One of my favorite bloggers/data-geniuses, Kevin MacDonell, wrote a nice post on which I wanted to comment. Unfortunately he turned off comments on his blog (I can’t say I blame him), so I’ll write a post of my own in response.
There are two concepts in Kevin’s post I wanted to respond to:
- Becoming a data driven organization is a journey, not a destination
- Those of us who are already bought in to the data-driven mentality need to speak the language our bosses respond to.
Point 1: Becoming a data-driven organization is a journey, not a destination
I couldn’t agree more with this concept. It’s not enough to just hire a smart data analyst; start generating more reports; create new ways of scoring and analyzing our prospects; send out charts and graphs; etc. These are all tools that help move us in the right direction, but the real impact of a data-driven way of operating is in how we use all of that information to change behavior. What do those reports and charts and graphs show us that presents new opportunities? How do they inform us about our progress and what adjustments we might need to make in light of that progress?

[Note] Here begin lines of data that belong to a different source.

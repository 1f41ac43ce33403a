//! End-to-end migration tests against the shipped templates

use std::collections::HashMap;
use std::path::{Path, PathBuf};
use std::sync::Arc;

use emu_migrate::config::TemplatesConfig;
use emu_migrate::emu::parse_str;
use emu_migrate::models::{AuditLogIndex, TemplateStore};
use emu_migrate::services::assets::NoShare;
use emu_migrate::services::batch::BatchOptions;
use emu_migrate::services::media::{CsvSink, ImageDeriver, PdfMerger};
use emu_migrate::services::pipeline::Migration;
use emu_migrate::services::Services;
use emu_migrate::{AppError, AppResult};

struct FailingMerger;

impl PdfMerger for FailingMerger {
    fn merge(&self, _inputs: &[PathBuf], _output: &Path) -> AppResult<()> {
        Err(AppError::Pdf("not available in tests".to_string()))
    }
}

struct NoDeriver;

impl ImageDeriver for NoDeriver {
    fn derive(&self, source: &Path, _out_dir: &Path, _dimension: u32) -> AppResult<PathBuf> {
        Err(AppError::Image(source.display().to_string()))
    }
}

fn services() -> Services {
    Services {
        locator: Box::new(NoShare),
        merger: Box::new(FailingMerger),
        sink: Box::new(CsvSink),
        deriver: Arc::new(NoDeriver),
    }
}

fn templates() -> TemplateStore {
    let dir = Path::new(env!("CARGO_MANIFEST_DIR")).join("templates");
    TemplateStore::load_dir(&dir, &TemplatesConfig::default()).unwrap()
}

/// Rows of a written batch keyed by header
fn read_sheet(path: &Path) -> Vec<HashMap<String, String>> {
    let text = std::fs::read_to_string(path).unwrap();
    let text = text.strip_prefix('\u{feff}').unwrap();
    let mut reader = csv::Reader::from_reader(text.as_bytes());
    let headers = reader.headers().unwrap().clone();
    reader
        .records()
        .map(|r| {
            let r = r.unwrap();
            headers
                .iter()
                .zip(r.iter())
                .map(|(h, v)| (h.to_string(), v.to_string()))
                .collect()
        })
        .collect()
}

const CATALOGUE: &str = r#"<?xml version="1.0" encoding="UTF-8" ?>
<table name="ecatalogue">
  <tuple>
    <atom name="irn">42</atom>
    <atom name="EADUnitID">1234.0001.0002</atom>
    <atom name="EADUnitTitle">Photograph of campus</atom>
    <atom name="EADLevelAttribute">Item</atom>
    <atom name="AdmPublishWebNoPassword">Yes</atom>
    <table name="EADGenreForm_tab">
      <tuple><atom name="EADGenreForm">Pictures</atom></tuple>
    </table>
    <tuple name="AssParentObjectRef">
      <atom name="EADUnitID">1234.0001</atom>
      <atom name="EADUnitTitle">Photographs</atom>
      <atom name="EADLevelAttribute">Series</atom>
    </tuple>
  </tuple>
  <tuple>
    <atom name="irn">42</atom>
    <atom name="EADUnitID">1234.0001.0002</atom>
    <atom name="EADUnitTitle">Photograph of campus</atom>
    <atom name="EADLevelAttribute">Item</atom>
    <atom name="AdmPublishWebNoPassword">Yes</atom>
    <table name="EADGenreForm_tab">
      <tuple><atom name="EADGenreForm">Pictures</atom></tuple>
    </table>
    <tuple name="AssParentObjectRef">
      <atom name="EADUnitID">1234.0001</atom>
      <atom name="EADUnitTitle">Photographs</atom>
      <atom name="EADLevelAttribute">Series</atom>
    </tuple>
  </tuple>
  <tuple>
    <atom name="irn">43</atom>
    <atom name="EADUnitID">1234.0001.0003</atom>
    <atom name="EADUnitTitle">Loose correspondence</atom>
    <atom name="EADLevelAttribute">Multiple Items</atom>
    <atom name="EADAccessRestrictions">Closed.</atom>
  </tuple>
  <tuple>
    <atom name="irn">44</atom>
    <atom name="EADUnitTitle">No unit id</atom>
  </tuple>
</table>
"#;

#[test]
fn test_items_end_to_end() {
    let services = services();
    let out = tempfile::tempdir().unwrap();
    let audit = AuditLogIndex::from_text("AudKey,AudOperation\n42,insert\n42,update\n").unwrap();
    let records = parse_str(CATALOGUE).unwrap();

    let mut migration = Migration::new(&services, templates(), Some(&audit), out.path()).unwrap();
    migration.items(&records, None);
    let summary = migration
        .finish(&BatchOptions::new("t1").sorted_by("Identifier"))
        .unwrap();

    assert_eq!(summary.converted, 2);
    assert_eq!(summary.duplicates, 1);
    assert_eq!(summary.skipped, 1);
    assert_eq!(summary.batches.len(), 2);

    let images = read_sheet(&out.path().join("image_t1_1.csv"));
    assert_eq!(images.len(), 1);
    let photo = &images[0];
    assert_eq!(photo["Node Title"], "Photograph of campus");
    assert_eq!(photo["Identifier"], "UMA-ITE-123400010002");
    assert_eq!(photo["Previous System ID"], "1234.0001.0002");
    assert_eq!(photo["Series"], "[1234.0001] Photographs");
    assert_eq!(photo["Publication Status"], "Public");
    assert_eq!(photo["Genre/Form"], "Pictures");
    assert_eq!(photo["###Dates"], "Undated;;");
    assert_eq!(photo["EMu IRN"], "42");
    assert_eq!(photo["ASSETS"], "");
    assert_eq!(
        photo["ATTACHMENTS"],
        "image_t1_1/uma-ite-123400010002.xml|image_t1_1/42.csv"
    );

    let snapshot = std::fs::read_to_string(out.path().join("image_t1_1/uma-ite-123400010002.xml")).unwrap();
    let reparsed = parse_str(&snapshot).unwrap();
    assert_eq!(reparsed, vec![records[0].clone()]);
    let log = std::fs::read_to_string(out.path().join("image_t1_1/42.csv")).unwrap();
    assert_eq!(log.lines().count(), 3);

    let multiple = read_sheet(&out.path().join("multiple-items_t1_1.csv"));
    assert_eq!(multiple.len(), 1);
    assert_eq!(multiple[0]["Access Status"], "Closed for public access");
    assert_eq!(multiple[0]["Access Conditions"], "");
    assert_eq!(multiple[0]["Publication Status"], "Not for publication");

    assert!(out.path().join("image_t1_1").is_dir());
    let leftovers: Vec<_> = std::fs::read_dir(out.path())
        .unwrap()
        .filter_map(|e| e.ok())
        .filter(|e| e.file_name().to_string_lossy().starts_with(".snapshots"))
        .collect();
    assert!(leftovers.is_empty());
}

#[test]
fn test_recordsets_and_lots() {
    let catalogue = r#"<table name="ecatalogue">
  <tuple>
    <atom name="irn">7</atom>
    <atom name="EADUnitID">1990.0001</atom>
    <atom name="EADUnitTitle">Registrar's papers</atom>
    <atom name="EADLevelAttribute">Series</atom>
    <table name="EADExtent_tab">
      <tuple><atom name="EADExtent">3 boxes (0.5 m)</atom></tuple>
    </table>
  </tuple>
  <tuple>
    <atom name="irn">8</atom>
    <atom name="EADUnitID">1990.0001.0001</atom>
    <atom name="EADLevelAttribute">Item</atom>
  </tuple>
</table>"#;
    let lots = r#"<table name="eaccessionlots">
  <tuple>
    <atom name="irn">900</atom>
    <atom name="LotDescription">Minutes transferred from the Registrar</atom>
  </tuple>
</table>"#;

    let services = services();
    let out = tempfile::tempdir().unwrap();
    let mut migration = Migration::new(&services, templates(), None, out.path()).unwrap();
    migration.recordsets(&parse_str(catalogue).unwrap(), &parse_str(lots).unwrap());
    let summary = migration.finish(&BatchOptions::new("r1")).unwrap();

    assert_eq!(summary.converted, 2);
    assert_eq!(summary.skipped, 1);

    let series = read_sheet(&out.path().join("series_r1_1.csv"));
    assert_eq!(series[0]["Node Title"], "[1990.0001] Registrar's papers");
    assert_eq!(series[0]["Identifier"], "UMA-SRE-19900001");
    assert_eq!(series[0]["Extent"], "3 boxes");
    assert_eq!(series[0]["Linear Meterage"], "0.5");

    let accessions = read_sheet(&out.path().join("accession_r1_1.csv"));
    assert_eq!(accessions[0]["Node Title"], "Accession lot 900");
    assert_eq!(accessions[0]["EMu Accession Lot IRN"], "900");
    assert_eq!(accessions[0]["Lot Description"], "Minutes transferred from the Registrar");
}

#[test]
fn test_every_converter_fits_its_template() {
    let parties = r#"<table name="eparties">
  <tuple>
    <atom name="irn">1</atom>
    <atom name="NamCitedName">University of Melbourne</atom>
    <atom name="NamPartyType">Organisation</atom>
    <atom name="AddPostCity">Parkville</atom>
  </tuple>
</table>"#;
    let locations = r#"<table name="elocations">
  <tuple>
    <atom name="irn">2</atom>
    <atom name="LocHolderName">Unit 15</atom>
  </tuple>
</table>"#;
    let multimedia = r#"<table name="emultimedia">
  <tuple>
    <atom name="irn">3</atom>
    <atom name="MulTitle">Deposit agreement 1990</atom>
  </tuple>
</table>"#;

    let services = services();
    let out = tempfile::tempdir().unwrap();
    let mut migration = Migration::new(&services, templates(), None, out.path()).unwrap();
    migration.agents(&parse_str(parties).unwrap());
    migration.units(&parse_str(locations).unwrap());
    migration.agreements(&parse_str(multimedia).unwrap());
    let summary = migration.finish(&BatchOptions::new("m1")).unwrap();

    assert_eq!(summary.converted, 3);
    assert_eq!(summary.skipped, 0);

    let agents = read_sheet(&out.path().join("people-and-organisations_m1_1.csv"));
    assert_eq!(agents[0]["###Address"], "Postal|Parkville");
    assert_eq!(agents[0]["Publication Status"], "Not for publication");
    let units = read_sheet(&out.path().join("unit_m1_1.csv"));
    assert_eq!(units[0]["Node Title"], "Unit 0015");
    let agreements = read_sheet(&out.path().join("agreement_m1_1.csv"));
    assert_eq!(agreements[0]["Node Title"], "Deposit agreement 1990");
    assert_eq!(agreements[0]["ATTACHMENTS"], "agreement_m1_1/deposit-agreement-1990.xml");
}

In fact, I would say that being a data-driven organization is not so much about journeying as it is about completely changing how you think about, manage, and do your work. Moving in that direction is indeed a continual journey, and the end result is a rich, pervasive integration of a data-driven mentality.
Point 2: We need to speak the language that others respond to.
Again – agreed. Kevin’s big point is that if we want to convince others of the value of a data-driven mentality, we need to stop trying to get others to learn the language of data and analytics, and start putting data and analytics into their language, particularly for “bosses” and those leading the organization. I would say we need to make this shift in all settings where we are talking about (and using) data.
It seems that every organization has that brilliant data analyst who can go miles deep with his or her knowledge and analyses, and quickly lose the end users in highly technical language. This person is a huge asset with the potential to add tremendous value, but there’s a missed opportunity if we can’t take their good work and make it understandable and immediately relevant.
To be clear, this absolutely is not an issue of end-users being dumb or needing additional education. People simply think in different ways and they value different things. If I’m presenting new information or analysis to someone, and I don’t tailor my message to fit in with how they think and what they think about, far less of my message will resonate. If I’m lucky they’ll ask good questions that force me to reconfigure what I’m saying so they can take in more of it. But more likely a large portion of what I have to say will simply be ignored.
If we want smart data usage to become a regular part of how we do business, it needs to fit with how we all talk about our work, from the top of the organization to the bottom.